Doch die digitale Welt schläft nicht, und so haben findige Köpfe Tools entwickelt, die den Markt beobachten, Preise vergleichen und den Händlern ermöglichen, ihre Angebote in Echtzeit anzupassen. Diese Instrumente sind mittlerweile zu unverzichtbaren Bestandteilen des Online-Handels geworden, einem Schachspiel, bei dem jeder Zug wohlüberlegt sein muss.

Was bedeutet das für Konsumenten? Es ist ein Aufruf, bewusster zu kaufen. Es geht nicht darum, den niedrigsten Preis um jeden Preis zu jagen, sondern um das beste Gesamtpaket. Denn am Ende des Tages ist es nicht der Preis allein, der zählt, sondern das Gefühl, das richtige Produkt für den richtigen Wert erworben zu haben  – die digital Customer Experience zählt!

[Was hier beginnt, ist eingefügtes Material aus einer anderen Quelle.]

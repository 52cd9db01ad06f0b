//! Backends built on crossbeam channels.

use std::time::Duration;

use crossbeam::channel::{self, Receiver, SendTimeoutError, Sender};
use handoff_core::AddError;
use parking_lot::RwLock;

use super::{Backend, Retrieval, Retrieved};

/// How long a producer blocked on a full channel waits before re-checking
/// whether the channel was completed.
const SEND_RECHECK: Duration = Duration::from_millis(5);

/// A crossbeam channel whose completion drops the only sender.
///
/// The sender sits behind a lock: pushes share it, [`complete`] takes it
/// exclusively and drops it, so no push can succeed after `complete`
/// returns. Consumers see the disconnect once the channel is drained.
///
/// [`complete`]: Backend::complete
#[derive(Debug)]
pub struct Channel<T> {
    sender: RwLock<Option<Sender<T>>>,
    receiver: Receiver<T>,
    retrieval: Retrieval,
}

impl<T> Channel<T> {
    /// Unbounded channel consumed as a stream.
    #[must_use]
    pub fn unbounded() -> Self {
        let (sender, receiver) = channel::unbounded();
        Self::from_parts(sender, receiver, Retrieval::Stream)
    }

    /// Channel holding at most `capacity` items; producers block when it is
    /// full.
    #[must_use]
    pub fn bounded(capacity: usize) -> Self {
        let (sender, receiver) = channel::bounded(capacity);
        Self::from_parts(sender, receiver, Retrieval::Blocking)
    }

    fn from_parts(sender: Sender<T>, receiver: Receiver<T>, retrieval: Retrieval) -> Self {
        Self {
            sender: RwLock::new(Some(sender)),
            receiver,
            retrieval,
        }
    }

    /// Channel capacity, `None` if unbounded.
    #[must_use]
    pub fn capacity(&self) -> Option<usize> {
        self.receiver.capacity()
    }

    /// Items currently queued.
    #[must_use]
    pub fn len(&self) -> usize {
        self.receiver.len()
    }

    /// Whether the channel is currently empty.
    #[must_use]
    pub fn is_empty(&self) -> bool {
        self.receiver.is_empty()
    }
}

impl<T: Send> Backend<T> for Channel<T> {
    fn name(&self) -> &'static str {
        match self.capacity() {
            Some(_) => "bounded",
            None => "unbounded",
        }
    }

    fn retrieval(&self) -> Retrieval {
        self.retrieval
    }

    fn push(&self, mut item: T) -> Result<(), AddError<T>> {
        loop {
            // Released between attempts so `complete` is never starved by a
            // producer parked on a full channel.
            let guard = self.sender.read();
            let Some(sender) = guard.as_ref() else {
                return Err(AddError::Closed(item));
            };
            match sender.send_timeout(item, SEND_RECHECK) {
                Ok(()) => return Ok(()),
                Err(SendTimeoutError::Timeout(back)) => item = back,
                Err(SendTimeoutError::Disconnected(back)) => return Err(AddError::Closed(back)),
            }
        }
    }

    fn retrieve(&self) -> Retrieved<T> {
        match self.receiver.recv() {
            Ok(item) => Retrieved::Item(item),
            Err(_) => Retrieved::Finished,
        }
    }

    fn complete(&self) {
        drop(self.sender.write().take());
    }
}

Die Niedrigpreisstrategie im E-Commerce ist eben auch eine riskante Gratwanderung zwischen Verführung und Vernunft, zwischen kurzfristigem Gewinn und langfristiger Kundenzufriedenheit. Und klar ist auch, dass ein Umdenken stattfinden muss – nicht nur bei den Händlern, die strategisch klug handeln müssen, sondern auch bei den Verbrauchern, die entscheiden, wann billig wirklich günstig ist.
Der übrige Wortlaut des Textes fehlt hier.